A cantora Kelly Key usou as redes sociais neste domingo (8) para denunciar uma situação de perseguição que, segundo ela, sua família enfrenta há mais de dois anos no Rio de Janeiro. De acordo com a artista, um vizinho tem transformado a vida de seus filhos e de seu pai em um “verdadeiro inferno”.
Através de um vídeo, Kelly, que atualmente mora em Angola, relatou uma série de episódios envolvendo o homem, descrito por ela como um médico conhecido na cidade e que estaria enfrentando transtornos psíquicos agravados pelo uso de álcool e medicamentos.

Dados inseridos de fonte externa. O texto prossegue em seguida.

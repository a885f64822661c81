//! Error taxonomy for the harvesting pipeline.
//!
//! Errors fall into three groups:
//!
//! - [`DiscoveryError`]: page-source failures. Load and navigation failures are
//!   fatal and abort the run; reveal failures only count as a stalled step.
//! - [`MetadataError`]: per-candidate fetch failures. The candidate is dropped
//!   and the run continues.
//! - [`ConfigError`]: invalid run parameters, reported before any network I/O.
//!
//! [`DropReason`] is not an error: it names why Enrichment discarded an item so
//! the run summary can count drops per cause.

use std::fmt;
use std::time::Duration;
use thiserror::Error;

/// Failures raised by a page source while discovering candidates.
#[derive(Debug, Error)]
pub enum DiscoveryError {
    /// The list container did not become present before the load timeout.
    #[error("page content did not load within {0:?}")]
    LoadTimeout(Duration),
    /// The page could not be requested at all.
    #[error("navigation to {locator} failed: {message}")]
    Navigation { locator: String, message: String },
    /// The page loaded but carried no recognizable list container.
    #[error("no video list found on {0}")]
    ContentMissing(String),
    /// A single reveal step failed; the discovery loop treats it as no growth.
    #[error("reveal step failed: {0}")]
    Reveal(String),
}

impl DiscoveryError {
    /// Whether the error ends the run (as opposed to a skipped reveal step).
    pub fn is_fatal(&self) -> bool {
        !matches!(self, DiscoveryError::Reveal(_))
    }
}

/// Failures fetching the authoritative metadata for one candidate.
#[derive(Debug, Error)]
pub enum MetadataError {
    #[error("video not found: {0}")]
    NotFound(String),
    #[error("transient fetch failure: {0}")]
    Transient(String),
    #[error("metadata format changed: {0}")]
    FormatChanged(String),
    #[error("metadata fetch timed out after {0:?}")]
    Timeout(Duration),
}

impl From<reqwest::Error> for MetadataError {
    fn from(e: reqwest::Error) -> Self {
        match e.status() {
            Some(status) if status == reqwest::StatusCode::NOT_FOUND => {
                MetadataError::NotFound(e.to_string())
            }
            _ => MetadataError::Transient(e.to_string()),
        }
    }
}

/// Invalid or unreadable run parameters.
#[derive(Debug, Error)]
pub enum ConfigError {
    #[error("failed to read config file {path}: {source}")]
    Read {
        path: String,
        #[source]
        source: std::io::Error,
    },
    #[error("failed to parse config file {path}: {source}")]
    Parse {
        path: String,
        #[source]
        source: serde_yaml::Error,
    },
    #[error("unknown channel selector '{0}' (expected ytn, kbs or sbs)")]
    UnknownChannel(String),
    #[error("invalid target url '{0}'")]
    InvalidTarget(String),
    #[error("invalid configuration: {0}")]
    Invalid(String),
}

/// Why Enrichment discarded a candidate.
#[derive(Debug, Clone, Copy, PartialEq, Eq, Hash, PartialOrd, Ord)]
pub enum DropReason {
    /// Metadata could not be fetched or parsed.
    Fetch,
    /// The precise upload instant is outside the age window.
    TooOld,
    /// No upload instant and the run is configured to exclude such items.
    MissingInstant,
    /// The authoritative length is outside the duration band.
    Duration,
    /// Title and description were both classified as a non-target language.
    ForeignLanguage,
    /// Text processing failed for this item.
    Processing,
}

impl fmt::Display for DropReason {
    fn fmt(&self, f: &mut fmt::Formatter<'_>) -> fmt::Result {
        let s = match self {
            DropReason::Fetch => "fetch_failed",
            DropReason::TooOld => "too_old",
            DropReason::MissingInstant => "missing_upload_instant",
            DropReason::Duration => "out_of_duration_band",
            DropReason::ForeignLanguage => "foreign_language",
            DropReason::Processing => "processing_failed",
        };
        f.write_str(s)
    }
}
//! Pipeline driver: Discovery, then Enrichment, then Aggregation.
//!
//! The driver owns the resolved [`Config`] and the external collaborators.
//! A fatal Discovery error aborts the whole run; everything after Discovery
//! only ever drops individual items.

use crate::aggregate::aggregate;
use crate::config::Config;
use crate::discovery::{StopReason, discover};
use crate::enrichment::Enrichment;
use crate::error::{DiscoveryError, DropReason};
use crate::lang::{LanguageClassifier, LinguaClassifier};
use crate::models::EnrichedRecord;
use crate::sources::{MetadataSource, PageSource};
use crate::text::{SegmenterFactory, default_segmenter_factory};
use crate::timing::now_canonical;
use std::collections::BTreeMap;
use std::sync::Arc;
use std::time::{Duration, Instant};
use tracing::{info, instrument};

/// Counters describing one completed run.
#[derive(Debug, Clone)]
pub struct RunSummary {
    pub candidates: usize,
    pub reveals: usize,
    pub stop_reason: StopReason,
    pub records: usize,
    pub drops: BTreeMap<DropReason, usize>,
    pub elapsed: Duration,
}

impl RunSummary {
    pub fn dropped(&self) -> usize {
        self.drops.values().sum()
    }
}

/// Final records plus the run summary.
#[derive(Debug)]
pub struct RunOutcome {
    pub records: Vec<EnrichedRecord>,
    pub summary: RunSummary,
}

/// A configured harvest run over a page source and a metadata source.
pub struct Pipeline<P, M> {
    config: Arc<Config>,
    page: P,
    metadata: M,
    classifier: Arc<dyn LanguageClassifier>,
    segmenters: SegmenterFactory,
}

impl<P: PageSource, M: MetadataSource> Pipeline<P, M> {
    /// Build a pipeline with the default classifier and segmenter.
    pub fn new(config: Config, page: P, metadata: M) -> Self {
        Self {
            config: Arc::new(config),
            page,
            metadata,
            classifier: Arc::new(LinguaClassifier),
            segmenters: default_segmenter_factory(),
        }
    }

    pub fn with_classifier(mut self, classifier: Arc<dyn LanguageClassifier>) -> Self {
        self.classifier = classifier;
        self
    }

    pub fn with_segmenters(mut self, segmenters: SegmenterFactory) -> Self {
        self.segmenters = segmenters;
        self
    }

    pub fn config(&self) -> &Config {
        &self.config
    }

    /// Run all three stages.
    #[instrument(level = "info", skip_all, fields(target = %self.config.target))]
    pub async fn run(mut self) -> Result<RunOutcome, DiscoveryError> {
        let start = Instant::now();

        let discovery = discover(&mut self.page, &self.config).await?;

        let enrichment = Enrichment {
            config: Arc::clone(&self.config),
            classifier: Arc::clone(&self.classifier),
            segmenters: Arc::clone(&self.segmenters),
            now: now_canonical(),
        };
        let enriched = enrichment
            .enrich_all(&self.metadata, &discovery.candidates)
            .await;

        let records = aggregate(enriched.results);
        let summary = RunSummary {
            candidates: discovery.candidates.len(),
            reveals: discovery.reveals,
            stop_reason: discovery.stop_reason,
            records: records.len(),
            drops: enriched.drops,
            elapsed: start.elapsed(),
        };
        info!(
            candidates = summary.candidates,
            records = summary.records,
            dropped = summary.dropped(),
            stop_reason = %summary.stop_reason,
            elapsed_secs = summary.elapsed.as_secs_f64(),
            "Pipeline run complete"
        );

        Ok(RunOutcome { records, summary })
    }
}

“Hoje é Dia da Mulher e eu nunca imaginei que algum dia eu precisaria gravar um vídeo como esse, mas eu preciso falar de uma situação muito séria que está acontecendo na minha casa aí no Brasil. Há mais de dois anos, a gente convive com um vizinho que, infelizmente, se tornou um risco real para quem mora ao redor, e não somos só nós, é toda a vizinhança“, começou ela.
Esse vizinho é um médico conhecido no Rio de Janeiro, de transplante capilar, que, depois de umas perdas familiares, problemas pessoais, ele desenvolveu um quadro psicológico muito grave”, contou.
Visivelmente abalada, Kelly contou que o vizinho já teria invadido casas da região e tentado agredir seu pai. O caso, segundo ela, foi levado diversas vezes à delegacia, mas não foi solucionado. O homem também teria sido internado em algumas ocasiões. “Ele já foi levado à delegacia e internado várias vezes, mas sempre acontece a mesma coisa: ele fica internado alguns meses, assina a saída por conta própria e volta pra casa ainda pior”, contou Kelly.
O marido da cantora, o empresário Mico Freitas, também comentou a situação e relatou episódios que indicariam o agravamento do estado mental do vizinho.
“Ele já falou pra mim que minha filha o convidou para ir ao cinema, e que o convite foi feito pelo ar-condicionado. É isso aí, ele ouve a voz da minha filha no ar-condicionado da casa dele. Tem vizinha com filha de 9, 10 anos e ele colocou na cabeça que criou a criança”, disse Mico Freitas, marido de Kelly.
Sem saber mais a quem recorrer, o casal fez um apelo ao Ministério Público para que o caso seja investigado. “O apelo seria ao Ministério Público para entrar com uma investigação, para nomear um curador responsável por esse senhor. Ele não pode ser responsável por ele próprio”, pontuou.